The border with North Korea is now one of China's most popular photo ops.
CNN  — 

To catch a glimpse of the hermit state of North Korea most tourists journey to the heavily fortified demilitarized zone along the South Korean border. Another alternative is to view North Korea from its friendly neighbor, China.

Dandong, a riverside city in Northeast China’s Liaoning province, offers great views of North Korea from across the Yalu River.

Water under the bridge

Dandong Friendship Bridge.

Sneaking a look at North Korea isn’t the only attraction Dandong has to offer.

To catch a glimpse of Korean War history in Dandong, visit a bridge the Americans bombed or have a look at anti-American propaganda at the Museum of American Aggression, a Sino-Korean interpretation on the Korean War.

Dandong was an important frontier settlement in ancient China.

Stonewalling the opposition

The Great Wall of China still affords the best vantage point for looking into North Korea.

The easternmost section of the Great Wall of China here was constructed at Hu Shan to protect against Korean invaders during the late Ming and early Qing dynasty.

Today the Hu Shan Great Wall section overlooks Sinuiju, North Korea.

Using binoculars from the top of the wall, you can see for miles into North Korea, as well spot an air force base where a mysterious North Korean warplane took off before crashing in China.

Cold War footing

The Yalu River might be North Korea's most porous border, but tensions still run high along the frontier.

While it’s risky to venture into North Korea even with the fenceless border here, you can take a leisurely boat ride on the small river straddling the Hushan Great Wall and North Korean border.

Visitors will often see North Korean soldiers and farmers going about their daily business.

The banks of the Yalu River could not be a better example of the contrast between Chinese-style capitalism and North Korean communism.

Stark contrast

While Dandong is a modern Chinese city of skyscrapers, the North Korean side remains resolutely rural.

Dandong’s gleaming condominiums tower over the river, while fields and empty hills dominate the North Korean landscape.

On the Chinese side, tourists stroll along a boardwalk brimming with commercial activity.

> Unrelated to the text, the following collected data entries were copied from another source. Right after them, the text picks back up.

//! In-memory object store.
//!
//! Backs tests and local dry-runs with the same [`ObjectStore`] surface as
//! the HTTP client: a flat node table with parent links, uuid ids and
//! `memory://` view links.

use std::collections::HashMap;

use tokio::sync::Mutex;
use uuid::Uuid;

use super::{EntryKind, FileId, ObjectStore, RemoteEntry, FOLDER_MIME};
use crate::error::StoreError;
use async_trait::async_trait;

/// In-process store; cheap to create per test.
pub struct MemoryObjectStore {
    root_id: FileId,
    tree: Mutex<Tree>,
}

struct Tree {
    nodes: HashMap<FileId, Node>,
}

struct Node {
    name: String,
    kind: EntryKind,
    mime_type: String,
    parent: Option<FileId>,
    content: Vec<u8>,
}

impl MemoryObjectStore {
    /// Create an empty store with a fresh root folder.
    pub fn new() -> Self {
        let root_id = new_id();
        let mut nodes = HashMap::new();
        nodes.insert(
            root_id.clone(),
            Node {
                name: "root".to_string(),
                kind: EntryKind::Folder,
                mime_type: FOLDER_MIME.to_string(),
                parent: None,
                content: Vec::new(),
            },
        );
        Self {
            root_id,
            tree: Mutex::new(Tree { nodes }),
        }
    }

    /// Id of the root folder.
    pub fn root_id(&self) -> FileId {
        self.root_id.clone()
    }

    /// Upload with an explicit mime type, for cases where the name alone
    /// would guess wrong (tests exercising the candidate filter).
    pub async fn upload_with_mime(
        &self,
        bytes: Vec<u8>,
        name: &str,
        mime_type: &str,
        parent_id: &str,
    ) -> Result<RemoteEntry, StoreError> {
        let mut tree = self.tree.lock().await;
        tree.require_folder(parent_id)?;
        Ok(tree.insert_file(name, mime_type, parent_id, bytes))
    }
}

impl Default for MemoryObjectStore {
    fn default() -> Self {
        Self::new()
    }
}

impl Tree {
    fn node(&self, id: &str) -> Result<&Node, StoreError> {
        self.nodes
            .get(id)
            .ok_or_else(|| StoreError::NotFound(id.to_string()))
    }

    fn node_mut(&mut self, id: &str) -> Result<&mut Node, StoreError> {
        self.nodes
            .get_mut(id)
            .ok_or_else(|| StoreError::NotFound(id.to_string()))
    }

    fn require_folder(&self, id: &str) -> Result<(), StoreError> {
        let node = self.node(id)?;
        if node.kind != EntryKind::Folder {
            return Err(StoreError::Decode(format!("{} is not a folder", id)));
        }
        Ok(())
    }

    fn entry(&self, id: &str, node: &Node) -> RemoteEntry {
        RemoteEntry {
            id: id.to_string(),
            name: node.name.clone(),
            kind: node.kind,
            mime_type: node.mime_type.clone(),
            view_link: Some(format!("memory://{}", id)),
        }
    }

    fn insert_file(
        &mut self,
        name: &str,
        mime_type: &str,
        parent_id: &str,
        content: Vec<u8>,
    ) -> RemoteEntry {
        let id = new_id();
        let node = Node {
            name: name.to_string(),
            kind: EntryKind::File,
            mime_type: mime_type.to_string(),
            parent: Some(parent_id.to_string()),
            content,
        };
        let entry = self.entry(&id, &node);
        self.nodes.insert(id, node);
        entry
    }
}

#[async_trait]
impl ObjectStore for MemoryObjectStore {
    async fn list_children(&self, folder_id: &str) -> Result<Vec<RemoteEntry>, StoreError> {
        let tree = self.tree.lock().await;
        tree.require_folder(folder_id)?;
        let mut children: Vec<RemoteEntry> = tree
            .nodes
            .iter()
            .filter(|(_, node)| node.parent.as_deref() == Some(folder_id))
            .map(|(id, node)| tree.entry(id, node))
            .collect();
        // HashMap iteration order is arbitrary; keep listings deterministic
        children.sort_by(|a, b| a.name.cmp(&b.name).then_with(|| a.id.cmp(&b.id)));
        Ok(children)
    }

    async fn create_folder_if_absent(
        &self,
        parent_id: &str,
        name: &str,
    ) -> Result<FileId, StoreError> {
        let mut tree = self.tree.lock().await;
        tree.require_folder(parent_id)?;

        let existing = tree.nodes.iter().find(|(_, node)| {
            node.parent.as_deref() == Some(parent_id)
                && node.kind == EntryKind::Folder
                && node.name == name
        });
        if let Some((id, _)) = existing {
            return Ok(id.clone());
        }

        let id = new_id();
        tree.nodes.insert(
            id.clone(),
            Node {
                name: name.to_string(),
                kind: EntryKind::Folder,
                mime_type: FOLDER_MIME.to_string(),
                parent: Some(parent_id.to_string()),
                content: Vec::new(),
            },
        );
        Ok(id)
    }

    async fn move_file(&self, id: &str, new_parent_id: &str) -> Result<(), StoreError> {
        let mut tree = self.tree.lock().await;
        tree.require_folder(new_parent_id)?;
        let node = tree.node_mut(id)?;
        node.parent = Some(new_parent_id.to_string());
        Ok(())
    }

    async fn rename_file(&self, id: &str, new_name: &str) -> Result<(), StoreError> {
        let mut tree = self.tree.lock().await;
        let node = tree.node_mut(id)?;
        node.name = new_name.to_string();
        Ok(())
    }

    async fn download(&self, id: &str) -> Result<Vec<u8>, StoreError> {
        let tree = self.tree.lock().await;
        let node = tree.node(id)?;
        Ok(node.content.clone())
    }

    async fn upload(
        &self,
        bytes: Vec<u8>,
        name: &str,
        parent_id: &str,
    ) -> Result<RemoteEntry, StoreError> {
        let mime = mime_guess::from_path(name)
            .first_or_octet_stream()
            .essence_str()
            .to_string();
        self.upload_with_mime(bytes, name, &mime, parent_id).await
    }

    async fn update_content(&self, id: &str, bytes: Vec<u8>) -> Result<(), StoreError> {
        let mut tree = self.tree.lock().await;
        let node = tree.node_mut(id)?;
        node.content = bytes;
        Ok(())
    }
}

fn new_id() -> FileId {
    Uuid::new_v4().to_string()
}
//! Error types for the library pipeline.
//!
//! Each service owns an error enum so callers can tell failure domains
//! apart. Per-document failures are caught by the sorter and recorded in
//! the run summary; only run-level failures propagate out of a run.

use thiserror::Error;

/// Failures talking to the remote object store.
///
/// Store calls are never retried internally; a transient failure surfaces
/// here and the caller decides whether to re-run.
#[derive(Debug, Error)]
pub enum StoreError {
    /// Transport-level failure (connection, TLS, timeout).
    #[error("store request failed: {0}")]
    Transport(#[from] reqwest::Error),

    /// The store answered with a non-success status.
    #[error("store API error ({status}): {message}")]
    Api { status: u16, message: String },

    /// Response body did not have the expected shape.
    #[error("unexpected store response: {0}")]
    Decode(String),

    /// The referenced object does not exist.
    #[error("object not found: {0}")]
    NotFound(String),
}

/// Failures from the external classification service.
#[derive(Debug, Error)]
pub enum ClassifyError {
    /// Transport-level failure (connection, TLS, timeout).
    #[error("classifier request failed: {0}")]
    Transport(#[from] reqwest::Error),

    /// The provider answered with a non-success status.
    #[error("classifier API error ({status}): {message}")]
    Api { status: u16, message: String },

    /// Model discovery found nothing that supports generation.
    #[error("no usable model advertised by the provider")]
    NoUsableModel,

    /// The response held no parsable JSON payload.
    #[error("unparsable classifier response: {0}")]
    Parse(String),
}

/// Sorter failures. Per-document variants are caught inside the run loop
/// and route the document to the error folder; `MissingRoot` aborts the run.
#[derive(Debug, Error)]
pub enum SorterError {
    #[error(transparent)]
    Store(#[from] StoreError),

    #[error(transparent)]
    Classify(#[from] ClassifyError),

    /// Library root folder id is not configured.
    #[error("library root folder is not configured")]
    MissingRoot,

    /// A brand/model segment sanitized down to nothing.
    #[error("cannot derive a folder name from {0:?}")]
    EmptyFolderName(String),
}

/// Full-text extraction failures (download or parse).
#[derive(Debug, Error)]
pub enum ExtractError {
    #[error(transparent)]
    Store(#[from] StoreError),

    #[error("text extraction failed: {0}")]
    Parse(String),
}

/// Run-level index synchronization failures.
#[derive(Debug, Error)]
pub enum SyncError {
    #[error(transparent)]
    Store(#[from] StoreError),

    /// Library root folder id is not configured.
    #[error("library root folder is not configured")]
    MissingRoot,

    /// The canonical index object was not found under the library root.
    /// The local snapshot has already been written when this is raised.
    #[error("canonical index object {0:?} not found under the library root")]
    IndexObjectMissing(String),

    /// Local snapshot could not be written.
    #[error("failed to write local index snapshot: {0}")]
    Snapshot(#[from] std::io::Error),

    /// Index could not be serialized to JSON.
    #[error("failed to serialize index: {0}")]
    Serialize(#[from] serde_json::Error),
}

/// Missing or invalid environment configuration.
#[derive(Debug, Error)]
pub enum ConfigError {
    #[error("missing required environment variable {0}")]
    MissingVar(&'static str),
}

Rusty boats lay idle and small factories belch smoke on the North Korean side. Dandong attracts many South Koreans interested in a look at their North Korean brethren.

Curious tourists can take pleasure boats or even speed boats that get very close to the banks of the North Korean side.

Just a stone’s throw away

A North Korean border guard reacts to being photographed along the Yalu River.

North Koreans often don’t like being looked at like zoo animals and have been known to throw rocks at tourists in boats that get too close.

At dusk, Dandong lights up the skyline while the North Korean side remains eerily dark and quiet.

The bridge the Americans bombed during the Korean War is lit up while a newer Friendship bridge allows cross-border trade between North Korea and China.

North Korean fare

Ethnic Koreans dance at a restaurant in Dandong.

Dandong has a sizable population of ethnic Koreans who serve up the most authentic Korean food.

At dusk, restaurants break out small tables and plastic chairs for barbecues. Dandong is famous for its street-side seafood BBQ. The favorites are fresh caught giant yellow clams and prawns.

Where to stay

The best view of North Korea is from the Crowne Plaza hotel located on the banks of the Yalu River on Binjiang Road. For cheaper rooms, the Chinese business hotel chain Home Inns has three hotels within a ten-minute walk of the Yalu River.

How to get there

Flights are available from Dandong airport to most parts of the country. From Beijing there’s an overnight train (K27) to Dandong that takes about 13 hours.

Dandong can also be reached by bus from the seaside city of Dalian. The trip takes 4.5 hours. Buses depart from Victory Square in downtown Dalian.

Dandong is a pedestrian friendly city. A taxi is the most convenient way to the Hushan Great Wall.

Editor’s note: This article was previously published in 2010. It was reformatted and republished in 2017.